As one who has read a hundreds of garden-centric books and magazines, and has wheelbarrowed enough material to fill a small municipal swimming pool, I say that the answer is no. The true garden isn't a destination, it's a path; not a piece of real estate, but a peaceful state of mind. If you are ceaselessly rushing to get "there," anxiously building and buying toward completeness, you will never arrive. You can be miserable in your Sunset Magazine estate garden as easily as you can find bliss among the potted plants on your tiny apartment patio.

 

Our culture's unfortunate preoccupation with material acquistion has become a pathology. Ironically, it is converting the Earth's natural garden into a most dreary yard.
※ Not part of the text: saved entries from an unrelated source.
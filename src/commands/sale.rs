use axum::{extract::State, Extension, Json};
use chrono::NaiveDate;
use rust_decimal::Decimal;
use serde::{Deserialize, Serialize};
use uuid::Uuid;

use crate::commands::{require_id, IdPayload};
use crate::db::{DbPool, Product, Sale};
use crate::error::{AgriError, AgriResult};
use crate::middleware::auth::Claims;
use crate::permissions::{require_modify, ViewId};
use crate::state::AppState;
use crate::validation::{self, ValidationErrors};

const SALE_SELECT: &str = "SELECT s.*, p.name AS product_name, p.unit AS product_unit \
     FROM sales s LEFT JOIN products p ON p.id = s.product_id";

#[derive(Debug, Default, Serialize, Deserialize)]
#[serde(default)]
pub struct SaleForm {
    pub id: Option<Uuid>,
    pub product_id: Option<Uuid>,
    pub customer_id: Option<Uuid>,
    pub customer_name: String,
    pub customer_phone: Option<String>,
    pub quantity: Decimal,
    pub price_per_unit: Decimal,
    pub total_amount: Decimal,
    pub sale_date: Option<NaiveDate>,
    pub payment_method: Option<String>,
    pub payment_status: Option<String>,
    pub delivery_status: Option<String>,
    pub notes: Option<String>,
}

/// Marketplace order submission. Customers only supply the product, the
/// quantity and their contact details; pricing is snapshotted server-side.
#[derive(Debug, Default, Serialize, Deserialize)]
#[serde(default)]
pub struct OrderForm {
    pub product_id: Option<Uuid>,
    pub quantity: Decimal,
    pub customer_name: String,
    pub customer_phone: Option<String>,
}

pub(crate) async fn fetch_sales(pool: &DbPool) -> AgriResult<Vec<Sale>> {
    Ok(
        sqlx::query_as::<_, Sale>(&format!("{} ORDER BY s.created_at DESC", SALE_SELECT))
            .fetch_all(pool)
            .await?,
    )
}

async fn fetch_sale(pool: &DbPool, id: Uuid) -> AgriResult<Sale> {
    sqlx::query_as::<_, Sale>(&format!("{} WHERE s.id = $1", SALE_SELECT))
        .bind(id)
        .fetch_optional(pool)
        .await?
        .ok_or_else(|| AgriError::NotFound("Sale not found".into()))
}

pub async fn list_sales(State(state): State<AppState>) -> AgriResult<Json<Vec<Sale>>> {
    Ok(Json(fetch_sales(&state.pool).await?))
}

pub async fn create_sale(
    State(state): State<AppState>,
    Extension(claims): Extension<Claims>,
    Json(form): Json<SaleForm>,
) -> AgriResult<Json<Sale>> {
    require_modify(&claims, ViewId::Sales)?;
    validation::validate_sale(&form).into_result()?;

    let id = insert_sale(&state.pool, &form).await?;
    Ok(Json(fetch_sale(&state.pool, id).await?))
}

async fn insert_sale(pool: &DbPool, form: &SaleForm) -> AgriResult<Uuid> {
    let id: Uuid = sqlx::query_scalar(
        "INSERT INTO sales (product_id, customer_id, customer_name, customer_phone, quantity, \
         price_per_unit, total_amount, sale_date, payment_method, payment_status, \
         delivery_status, notes) \
         VALUES ($1, $2, $3, $4, $5, $6, $7, $8, $9, $10, $11, $12) RETURNING id",
    )
    .bind(form.product_id)
    .bind(form.customer_id)
    .bind(&form.customer_name)
    .bind(&form.customer_phone)
    .bind(form.quantity)
    .bind(form.price_per_unit)
    .bind(form.total_amount)
    .bind(form.sale_date)
    .bind(form.payment_method.as_deref().unwrap_or("cash"))
    .bind(form.payment_status.as_deref().unwrap_or("pending"))
    .bind(form.delivery_status.as_deref().unwrap_or("pending"))
    .bind(&form.notes)
    .fetch_one(pool)
    .await?;
    Ok(id)
}

pub async fn update_sale(
    State(state): State<AppState>,
    Extension(claims): Extension<Claims>,
    Json(form): Json<SaleForm>,
) -> AgriResult<Json<Sale>> {
    require_modify(&claims, ViewId::Sales)?;
    validation::validate_sale(&form).into_result()?;
    let id = require_id(form.id)?;

    let result = sqlx::query(
        "UPDATE sales SET product_id = $1, customer_id = $2, customer_name = $3, \
         customer_phone = $4, quantity = $5, price_per_unit = $6, total_amount = $7, \
         sale_date = $8, payment_method = $9, payment_status = $10, delivery_status = $11, \
         notes = $12, updated_at = now() WHERE id = $13",
    )
    .bind(form.product_id)
    .bind(form.customer_id)
    .bind(&form.customer_name)
    .bind(&form.customer_phone)
    .bind(form.quantity)
    .bind(form.price_per_unit)
    .bind(form.total_amount)
    .bind(form.sale_date)
    .bind(form.payment_method.as_deref().unwrap_or("cash"))
    .bind(form.payment_status.as_deref().unwrap_or("pending"))
    .bind(form.delivery_status.as_deref().unwrap_or("pending"))
    .bind(&form.notes)
    .bind(id)
    .execute(&state.pool)
    .await?;
    if result.rows_affected() == 0 {
        return Err(AgriError::NotFound("Sale not found".into()));
    }

    Ok(Json(fetch_sale(&state.pool, id).await?))
}

pub async fn delete_sale(
    State(state): State<AppState>,
    Extension(claims): Extension<Claims>,
    Json(payload): Json<IdPayload>,
) -> AgriResult<Json<()>> {
    require_modify(&claims, ViewId::Sales)?;

    let result = sqlx::query("DELETE FROM sales WHERE id = $1")
        .bind(payload.id)
        .execute(&state.pool)
        .await?;
    if result.rows_affected() == 0 {
        return Err(AgriError::NotFound("Sale not found".into()));
    }

    Ok(Json(()))
}

pub async fn place_order(
    State(state): State<AppState>,
    Extension(claims): Extension<Claims>,
    Json(form): Json<OrderForm>,
) -> AgriResult<Json<Sale>> {
    require_modify(&claims, ViewId::Marketplace)?;
    validation::validate_order(&form).into_result()?;

    let Some(product_id) = form.product_id else {
        return Err(AgriError::NotFound("Product not found".into()));
    };
    let product: Product = sqlx::query_as("SELECT * FROM products WHERE id = $1")
        .bind(product_id)
        .fetch_optional(&state.pool)
        .await?
        .ok_or_else(|| AgriError::NotFound("Product not found".into()))?;

    if product.status != "available" || product.quantity_available < form.quantity {
        let mut errors = ValidationErrors::default();
        errors.add(
            "quantity",
            format!(
                "Only {} {} of {} available",
                product.quantity_available, product.unit, product.name
            ),
        );
        return Err(AgriError::Validation(errors));
    }

    let today = chrono::Local::now().date_naive();
    let sale = SaleForm {
        id: None,
        product_id: Some(product_id),
        customer_id: None,
        customer_name: form.customer_name.clone(),
        customer_phone: form.customer_phone.clone(),
        quantity: form.quantity,
        price_per_unit: product.price_per_unit,
        total_amount: form.quantity * product.price_per_unit,
        sale_date: Some(today),
        payment_method: Some("pending".to_string()),
        payment_status: Some("pending".to_string()),
        delivery_status: Some("pending".to_string()),
        notes: Some(format!("Order from marketplace by {}", form.customer_name)),
    };

    // Product stock is intentionally not decremented here; order fulfilment
    // and stock reconciliation happen outside this service.
    let id = insert_sale(&state.pool, &sale).await?;
    Ok(Json(fetch_sale(&state.pool, id).await?))
}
Despite our intentions, advances in agriculture and technology have brought the "civilized" world a higher rate of physical and spiritual hunger and sickness than the "primitive" peoples. Where are we going?

 

We've abandoned Earth's garden, but we haven't lost the power to bring it back.

 

Returning to the garden is about learning how the earth works, and learning to work with it. Like how to grow things with less water and without poisons, how to build things with long lasting, low impact materials (like the decking made from recycled plastic and sawdust.) It's putting down roots in a community, and getting involved. It's planting trees we will never live to see flower.

 

At a deeper level, returning to the garden is about being at peace with what you have, and being centered in your work to make it better. It's slowing down enough to enjoy Earth's simple miracles, from root tip to finger tip. It's following the Native American wisdom: " O Great Spirit…Let me walk in beauty, and let my eyes ever behold the red and purple sunset… make my hands respect the things you have made…let me learn the lessons you have hidden in every leaf and stone."

 

Now if you will excuse me, I hear the wind chimes ringing. The mockingbirds are singing, and the outdoors tugs at my sleeve. It may yet look like a yard, but it's a garden where I go. My wheelbarrow awaits me.

 

Pullquote: "The true garden isn't a destination, it's a path; not a piece of real estate, but a peaceful state of mind."

or

"The true garden isn't a piece of real estate, but a peaceful state of mind."